RECORDS PROVIDED START

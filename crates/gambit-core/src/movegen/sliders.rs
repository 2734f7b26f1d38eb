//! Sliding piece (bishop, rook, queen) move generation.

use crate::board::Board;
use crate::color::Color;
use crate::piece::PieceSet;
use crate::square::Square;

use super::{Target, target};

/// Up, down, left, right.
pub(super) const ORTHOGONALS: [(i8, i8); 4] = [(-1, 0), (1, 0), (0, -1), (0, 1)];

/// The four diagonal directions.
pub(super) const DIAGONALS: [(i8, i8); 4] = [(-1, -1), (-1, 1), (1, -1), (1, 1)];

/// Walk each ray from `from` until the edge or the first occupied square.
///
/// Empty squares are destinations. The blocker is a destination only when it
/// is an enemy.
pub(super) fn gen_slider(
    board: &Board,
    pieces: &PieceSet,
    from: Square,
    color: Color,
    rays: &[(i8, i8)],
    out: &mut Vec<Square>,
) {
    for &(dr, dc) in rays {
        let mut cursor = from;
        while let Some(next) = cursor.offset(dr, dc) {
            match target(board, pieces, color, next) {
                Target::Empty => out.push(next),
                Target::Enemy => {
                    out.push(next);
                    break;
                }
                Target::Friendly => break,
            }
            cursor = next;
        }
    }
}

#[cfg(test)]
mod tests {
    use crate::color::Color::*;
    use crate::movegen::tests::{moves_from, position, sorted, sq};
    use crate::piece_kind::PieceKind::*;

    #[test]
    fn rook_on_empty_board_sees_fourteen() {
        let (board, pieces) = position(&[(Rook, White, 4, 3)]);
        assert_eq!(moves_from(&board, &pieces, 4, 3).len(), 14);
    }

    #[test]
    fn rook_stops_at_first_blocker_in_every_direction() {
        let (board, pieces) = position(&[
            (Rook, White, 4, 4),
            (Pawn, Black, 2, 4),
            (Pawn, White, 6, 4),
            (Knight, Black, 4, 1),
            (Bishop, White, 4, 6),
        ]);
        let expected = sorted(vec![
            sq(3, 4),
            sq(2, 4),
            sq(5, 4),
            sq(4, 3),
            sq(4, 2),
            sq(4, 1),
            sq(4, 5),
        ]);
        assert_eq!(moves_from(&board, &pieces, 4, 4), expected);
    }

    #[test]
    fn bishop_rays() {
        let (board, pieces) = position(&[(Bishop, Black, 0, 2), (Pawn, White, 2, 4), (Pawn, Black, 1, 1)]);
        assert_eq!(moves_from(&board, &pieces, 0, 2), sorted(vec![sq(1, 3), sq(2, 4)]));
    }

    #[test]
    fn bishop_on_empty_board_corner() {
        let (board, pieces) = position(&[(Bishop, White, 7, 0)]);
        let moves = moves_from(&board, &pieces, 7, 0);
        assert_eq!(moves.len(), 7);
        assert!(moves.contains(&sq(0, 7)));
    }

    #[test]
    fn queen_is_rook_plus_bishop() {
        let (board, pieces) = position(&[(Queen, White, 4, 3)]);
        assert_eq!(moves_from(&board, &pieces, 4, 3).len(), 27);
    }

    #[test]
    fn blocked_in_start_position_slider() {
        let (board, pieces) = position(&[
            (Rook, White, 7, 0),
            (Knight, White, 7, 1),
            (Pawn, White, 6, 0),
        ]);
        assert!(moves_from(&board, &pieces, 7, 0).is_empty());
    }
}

RECORDS PROVIDED END
RECORDS PROVIDED START

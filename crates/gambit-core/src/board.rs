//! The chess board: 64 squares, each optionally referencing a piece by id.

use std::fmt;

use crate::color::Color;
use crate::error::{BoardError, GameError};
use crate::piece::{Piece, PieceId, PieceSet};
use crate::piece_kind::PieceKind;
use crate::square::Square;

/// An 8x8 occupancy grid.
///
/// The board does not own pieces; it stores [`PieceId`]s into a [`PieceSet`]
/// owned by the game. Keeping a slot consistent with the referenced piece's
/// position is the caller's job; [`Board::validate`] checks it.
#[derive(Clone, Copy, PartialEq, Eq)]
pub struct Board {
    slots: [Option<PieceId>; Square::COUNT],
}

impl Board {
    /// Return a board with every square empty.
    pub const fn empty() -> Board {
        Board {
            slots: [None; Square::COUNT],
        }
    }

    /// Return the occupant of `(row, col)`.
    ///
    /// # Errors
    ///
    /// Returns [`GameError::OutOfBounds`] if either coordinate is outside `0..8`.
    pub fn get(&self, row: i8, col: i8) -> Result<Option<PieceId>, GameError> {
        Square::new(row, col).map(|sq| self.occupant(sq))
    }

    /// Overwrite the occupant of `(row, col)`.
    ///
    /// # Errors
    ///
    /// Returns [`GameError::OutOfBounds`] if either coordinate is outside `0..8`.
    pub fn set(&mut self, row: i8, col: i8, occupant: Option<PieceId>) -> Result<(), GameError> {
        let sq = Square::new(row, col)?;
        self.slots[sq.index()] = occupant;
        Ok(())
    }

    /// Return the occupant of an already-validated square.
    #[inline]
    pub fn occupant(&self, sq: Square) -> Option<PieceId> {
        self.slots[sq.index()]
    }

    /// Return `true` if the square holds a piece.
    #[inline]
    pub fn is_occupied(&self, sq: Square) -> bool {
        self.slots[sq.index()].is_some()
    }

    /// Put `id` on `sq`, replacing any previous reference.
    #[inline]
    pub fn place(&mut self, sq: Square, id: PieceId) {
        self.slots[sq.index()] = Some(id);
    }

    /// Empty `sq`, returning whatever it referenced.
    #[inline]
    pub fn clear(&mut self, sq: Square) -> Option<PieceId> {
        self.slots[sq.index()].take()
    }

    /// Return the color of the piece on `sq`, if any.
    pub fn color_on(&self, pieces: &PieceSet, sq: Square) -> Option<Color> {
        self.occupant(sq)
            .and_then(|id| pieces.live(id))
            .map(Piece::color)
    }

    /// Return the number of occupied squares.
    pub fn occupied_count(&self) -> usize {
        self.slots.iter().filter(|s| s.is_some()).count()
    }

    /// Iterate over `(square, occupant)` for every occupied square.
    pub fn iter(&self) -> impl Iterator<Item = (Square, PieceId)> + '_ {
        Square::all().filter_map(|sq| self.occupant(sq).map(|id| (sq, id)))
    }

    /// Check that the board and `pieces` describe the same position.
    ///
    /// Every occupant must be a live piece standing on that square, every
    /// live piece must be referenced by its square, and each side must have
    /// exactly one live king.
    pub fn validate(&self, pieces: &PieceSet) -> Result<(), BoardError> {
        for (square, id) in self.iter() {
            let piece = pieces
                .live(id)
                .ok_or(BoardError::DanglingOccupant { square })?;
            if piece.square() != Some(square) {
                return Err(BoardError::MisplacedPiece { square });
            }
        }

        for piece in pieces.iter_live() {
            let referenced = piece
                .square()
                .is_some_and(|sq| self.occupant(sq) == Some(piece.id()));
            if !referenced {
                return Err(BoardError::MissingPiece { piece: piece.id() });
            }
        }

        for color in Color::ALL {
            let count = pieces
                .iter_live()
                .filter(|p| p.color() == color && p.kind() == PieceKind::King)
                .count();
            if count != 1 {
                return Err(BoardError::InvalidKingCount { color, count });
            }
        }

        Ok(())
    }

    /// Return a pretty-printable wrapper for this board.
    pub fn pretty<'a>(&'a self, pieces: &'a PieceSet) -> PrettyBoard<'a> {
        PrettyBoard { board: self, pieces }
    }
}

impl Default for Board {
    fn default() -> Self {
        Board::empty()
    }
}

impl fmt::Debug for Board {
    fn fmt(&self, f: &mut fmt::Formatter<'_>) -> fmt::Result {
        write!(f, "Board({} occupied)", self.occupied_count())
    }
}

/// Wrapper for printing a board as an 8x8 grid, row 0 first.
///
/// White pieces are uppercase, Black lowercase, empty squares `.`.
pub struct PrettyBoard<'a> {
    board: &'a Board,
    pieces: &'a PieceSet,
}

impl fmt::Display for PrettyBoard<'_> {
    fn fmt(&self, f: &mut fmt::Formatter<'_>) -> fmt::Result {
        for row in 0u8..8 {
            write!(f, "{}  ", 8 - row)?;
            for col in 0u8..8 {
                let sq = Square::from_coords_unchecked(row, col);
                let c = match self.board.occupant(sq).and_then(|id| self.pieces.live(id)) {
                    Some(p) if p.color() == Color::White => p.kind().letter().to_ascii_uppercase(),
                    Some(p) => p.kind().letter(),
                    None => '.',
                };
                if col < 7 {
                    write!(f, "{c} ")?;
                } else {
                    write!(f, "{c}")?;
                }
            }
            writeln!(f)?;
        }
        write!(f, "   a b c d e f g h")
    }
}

RECORDS PROVIDED END
RECORDS PROVIDED START

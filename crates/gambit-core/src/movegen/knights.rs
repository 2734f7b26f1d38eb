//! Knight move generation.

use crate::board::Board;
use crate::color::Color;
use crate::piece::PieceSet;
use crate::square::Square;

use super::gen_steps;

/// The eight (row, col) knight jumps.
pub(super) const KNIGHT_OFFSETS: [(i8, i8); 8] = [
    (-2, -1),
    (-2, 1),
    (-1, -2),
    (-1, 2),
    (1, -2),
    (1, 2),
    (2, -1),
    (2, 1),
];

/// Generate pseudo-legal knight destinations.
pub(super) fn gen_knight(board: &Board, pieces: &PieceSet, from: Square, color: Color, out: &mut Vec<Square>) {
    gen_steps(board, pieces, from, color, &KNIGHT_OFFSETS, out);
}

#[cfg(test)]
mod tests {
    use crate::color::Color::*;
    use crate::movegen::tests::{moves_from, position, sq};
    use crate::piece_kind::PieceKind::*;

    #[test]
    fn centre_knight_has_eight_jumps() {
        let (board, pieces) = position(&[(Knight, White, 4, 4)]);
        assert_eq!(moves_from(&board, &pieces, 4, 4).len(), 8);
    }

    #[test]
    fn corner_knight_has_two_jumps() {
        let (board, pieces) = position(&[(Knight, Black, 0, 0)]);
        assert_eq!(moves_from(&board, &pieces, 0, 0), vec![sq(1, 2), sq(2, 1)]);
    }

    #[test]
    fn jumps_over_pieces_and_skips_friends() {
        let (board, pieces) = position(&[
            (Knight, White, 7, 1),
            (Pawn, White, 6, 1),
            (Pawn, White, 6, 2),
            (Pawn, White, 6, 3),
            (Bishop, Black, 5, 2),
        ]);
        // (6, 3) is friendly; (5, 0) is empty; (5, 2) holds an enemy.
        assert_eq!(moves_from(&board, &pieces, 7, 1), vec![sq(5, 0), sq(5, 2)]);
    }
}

RECORDS PROVIDED END

Using the data above, reproduce exactly the lines from the line that contains "filename crates/gambit-core/src/movegen/sliders.rs" through the line that contains "four diagonal directions.", including both.

filename crates/gambit-core/src/movegen/sliders.rs
repository 2734f7b26f1d38eb
//! Sliding piece (bishop, rook, queen) move generation.

use crate::board::Board;
use crate::color::Color;
use crate::piece::PieceSet;
use crate::square::Square;

use super::{Target, target};

/// Up, down, left, right.
pub(super) const ORTHOGONALS: [(i8, i8); 4] = [(-1, 0), (1, 0), (0, -1), (0, 1)];

/// The four diagonal directions.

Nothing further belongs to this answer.